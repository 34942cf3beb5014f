/*
    Nyx, blazing fast astrodynamics
    Copyright (C) 2018-onwards Christopher Rabotin <christopher.rabotin@gmail.com>

    This program is free software: you can redistribute it and/or modify
    it under the terms of the GNU Affero General Public License as published
    by the Free Software Foundation, either version 3 of the License, or
    (at your option) any later version.

    This program is distributed in the hope that it will be useful,
    but WITHOUT ANY WARRANTY; without even the implied warranty of
    MERCHANTABILITY or FITNESS FOR A PARTICULAR PURPOSE.  See the
    GNU Affero General Public License for more details.

    You should have received a copy of the GNU Affero General Public License
    along with this program.  If not, see <https://www.gnu.org/licenses/>.
*/

/*! Light time: the delay a signal takes to travel between a moving point and a fixed point.

The delay is the solution of `delay = |fixed - moving(t0 + shift(delay))| / c`, found by fixed point
iteration. The emitter is adjustable when the reception is known and the emission must be found, and
the receiver is adjustable in the symmetric case.
*/

use crate::ad::linalg::{norm, sub};
use crate::ad::{Instant, Real};
use crate::cosmic::{Frame, PvProvider, SPEED_OF_LIGHT_KM_S};
use crate::errors::MeasurementError;
use crate::linalg::Vector3;
use crate::utils::ulp;
use serde_derive::{Deserialize, Serialize};
use std::fmt;
use typed_builder::TypedBuilder;

mod common;

pub use common::{observer_receiver, satellite_receiver, CommonParameters};

/// Stopping criterion of the light time iterations, on the real part of the delay.
#[derive(Copy, Clone, Debug, Default, PartialEq, Serialize, Deserialize)]
pub enum Convergence {
    /// Stop when two successive delays differ by less than two units in the last place
    #[default]
    TwoUlp,
    /// Stop when two successive delays differ by less than this many seconds
    Tolerance(f64),
    /// Stop after the first evaluation, i.e. the signal is assumed to travel instantaneously
    Instantaneous,
}

impl Convergence {
    fn is_met(&self, previous: f64, current: f64) -> bool {
        match *self {
            Self::TwoUlp => (current - previous).abs() < 2.0 * ulp(current),
            Self::Tolerance(tol_s) => (current - previous).abs() < tol_s,
            Self::Instantaneous => true,
        }
    }
}

/// Result of a light time computation.
///
/// A delay which did not converge within the maximum number of iterations is still returned: the
/// outer estimation loop corrects the small remaining error on its next iteration.
#[derive(Clone, Debug, PartialEq)]
pub struct LightTime<T: Real> {
    /// One way delay in seconds
    pub delay: T,
    pub iterations: usize,
    pub converged: bool,
}

impl<T: Real> fmt::Display for LightTime<T> {
    fn fmt(&self, f: &mut fmt::Formatter) -> fmt::Result {
        write!(
            f,
            "{:.12e} s after {} iteration(s){}",
            self.delay.real(),
            self.iterations,
            if self.converged { "" } else { " (not converged)" }
        )
    }
}

/// Fixed point solver of the light time equation.
#[derive(Copy, Clone, Debug, PartialEq, Serialize, Deserialize, TypedBuilder)]
#[builder(doc)]
pub struct TravelTimeSolver {
    /// Number of iterations after the first one before giving up
    #[builder(default = 10)]
    pub max_iterations: usize,
    #[builder(default)]
    pub convergence: Convergence,
}

impl Default for TravelTimeSolver {
    fn default() -> Self {
        Self::builder().build()
    }
}

impl TravelTimeSolver {
    /// Solves for the delay between `fixed` and the moving point.
    ///
    /// `moving_at` returns the position of the moving point for a candidate delay. The iterations
    /// start from `offset`, the delay which would make the moving point sit at its guess date.
    pub fn solve<T, F>(
        &self,
        offset: &T,
        fixed: &Vector3<T>,
        mut moving_at: F,
    ) -> Result<LightTime<T>, MeasurementError>
    where
        T: Real,
        F: FnMut(&T) -> Result<Vector3<T>, MeasurementError>,
    {
        let mut delay = offset.clone();
        let mut iterations = 0;
        loop {
            let previous = delay.real();
            let moving = moving_at(&delay)?;
            delay = norm(&sub(fixed, &moving)) / SPEED_OF_LIGHT_KM_S;
            iterations += 1;
            trace!("light time iteration #{iterations}: {:.15e} s", delay.real());

            if self.convergence.is_met(previous, delay.real()) {
                return Ok(LightTime {
                    delay,
                    iterations,
                    converged: true,
                });
            }
            if iterations > self.max_iterations {
                debug!(
                    "light time unconverged after {iterations} iterations: {:.9e} s (was {:.9e} s)",
                    delay.real(),
                    previous
                );
                return Ok(LightTime {
                    delay,
                    iterations,
                    converged: false,
                });
            }
        }
    }

    /// Delay computer where the emission of the signal by `emitter` must be found.
    pub fn adjustable_emitter<'a, P>(&self, emitter: &'a P) -> AdjustableEmitter<'a, P> {
        AdjustableEmitter {
            solver: *self,
            emitter,
        }
    }

    /// Delay computer where the reception of the signal by `receiver` must be found.
    pub fn adjustable_receiver<'a, P>(&self, receiver: &'a P) -> AdjustableReceiver<'a, P> {
        AdjustableReceiver {
            solver: *self,
            receiver,
        }
    }
}

/// The reception is known, the emitter moves.
pub struct AdjustableEmitter<'a, P> {
    solver: TravelTimeSolver,
    emitter: &'a P,
}

impl<P> AdjustableEmitter<'_, P> {
    /// Computes the delay of a signal received at `receiver` at `arrival`.
    ///
    /// The emission is first guessed from the distance between the receiver and the emitter at
    /// the arrival date.
    pub fn delay<T: Real>(
        &self,
        receiver: &Vector3<T>,
        arrival: &Instant<T>,
        frame: Frame,
    ) -> Result<LightTime<T>, MeasurementError>
    where
        P: PvProvider<T>,
    {
        let emitter = self.emitter.position_at(arrival, frame)?;
        let guess = norm(&sub(receiver, &emitter)) / SPEED_OF_LIGHT_KM_S;
        let approx_emission = arrival.shifted_by(-guess);
        self.delay_with_guess(&approx_emission, receiver, arrival, frame)
    }

    /// Computes the delay of a signal received at `receiver` at `arrival`, starting from an approximate emission.
    pub fn delay_with_guess<T: Real>(
        &self,
        approx_emission: &Instant<T>,
        receiver: &Vector3<T>,
        arrival: &Instant<T>,
        frame: Frame,
    ) -> Result<LightTime<T>, MeasurementError>
    where
        P: PvProvider<T>,
    {
        let offset = arrival.duration_from(approx_emission);
        self.solver.solve(&offset, receiver, |delay| {
            let shift = offset.clone() - delay.clone();
            self.emitter
                .position_at(&approx_emission.shifted_by(shift), frame)
        })
    }
}

/// The emission is known, the receiver moves.
pub struct AdjustableReceiver<'a, P> {
    solver: TravelTimeSolver,
    receiver: &'a P,
}

impl<P> AdjustableReceiver<'_, P> {
    /// Computes the delay of a signal emitted from `emitter` at `emission`.
    ///
    /// The reception is first guessed from the distance between the emitter and the receiver at
    /// the emission date.
    pub fn delay<T: Real>(
        &self,
        emitter: &Vector3<T>,
        emission: &Instant<T>,
        frame: Frame,
    ) -> Result<LightTime<T>, MeasurementError>
    where
        P: PvProvider<T>,
    {
        let receiver = self.receiver.position_at(emission, frame)?;
        let guess = norm(&sub(emitter, &receiver)) / SPEED_OF_LIGHT_KM_S;
        let approx_reception = emission.shifted_by(guess);
        self.delay_with_guess(&approx_reception, emitter, emission, frame)
    }

    /// Computes the delay of a signal emitted from `emitter` at `emission`, starting from an approximate reception.
    pub fn delay_with_guess<T: Real>(
        &self,
        approx_reception: &Instant<T>,
        emitter: &Vector3<T>,
        emission: &Instant<T>,
        frame: Frame,
    ) -> Result<LightTime<T>, MeasurementError>
    where
        P: PvProvider<T>,
    {
        let offset = approx_reception.duration_from(emission);
        self.solver.solve(&offset, emitter, |delay| {
            let shift = delay.clone() - offset.clone();
            self.receiver
                .position_at(&approx_reception.shifted_by(shift), frame)
        })
    }
}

Exercise aim: Everything from the first line of the records through the line containing "mod common;" is to be set down exactly, while later lines are left out.

Exercise response:
repository 34942cf3beb5014f
/*
    Nyx, blazing fast astrodynamics
    Copyright (C) 2018-onwards Christopher Rabotin <christopher.rabotin@gmail.com>

    This program is free software: you can redistribute it and/or modify
    it under the terms of the GNU Affero General Public License as published
    by the Free Software Foundation, either version 3 of the License, or
    (at your option) any later version.

    This program is distributed in the hope that it will be useful,
    but WITHOUT ANY WARRANTY; without even the implied warranty of
    MERCHANTABILITY or FITNESS FOR A PARTICULAR PURPOSE.  See the
    GNU Affero General Public License for more details.

    You should have received a copy of the GNU Affero General Public License
    along with this program.  If not, see <https://www.gnu.org/licenses/>.
*/

/*! Light time: the delay a signal takes to travel between a moving point and a fixed point.

The delay is the solution of `delay = |fixed - moving(t0 + shift(delay))| / c`, found by fixed point
iteration. The emitter is adjustable when the reception is known and the emission must be found, and
the receiver is adjustable in the symmetric case.
*/

use crate::ad::linalg::{norm, sub};
use crate::ad::{Instant, Real};
use crate::cosmic::{Frame, PvProvider, SPEED_OF_LIGHT_KM_S};
use crate::errors::MeasurementError;
use crate::linalg::Vector3;
use crate::utils::ulp;
use serde_derive::{Deserialize, Serialize};
use std::fmt;
use typed_builder::TypedBuilder;

mod common;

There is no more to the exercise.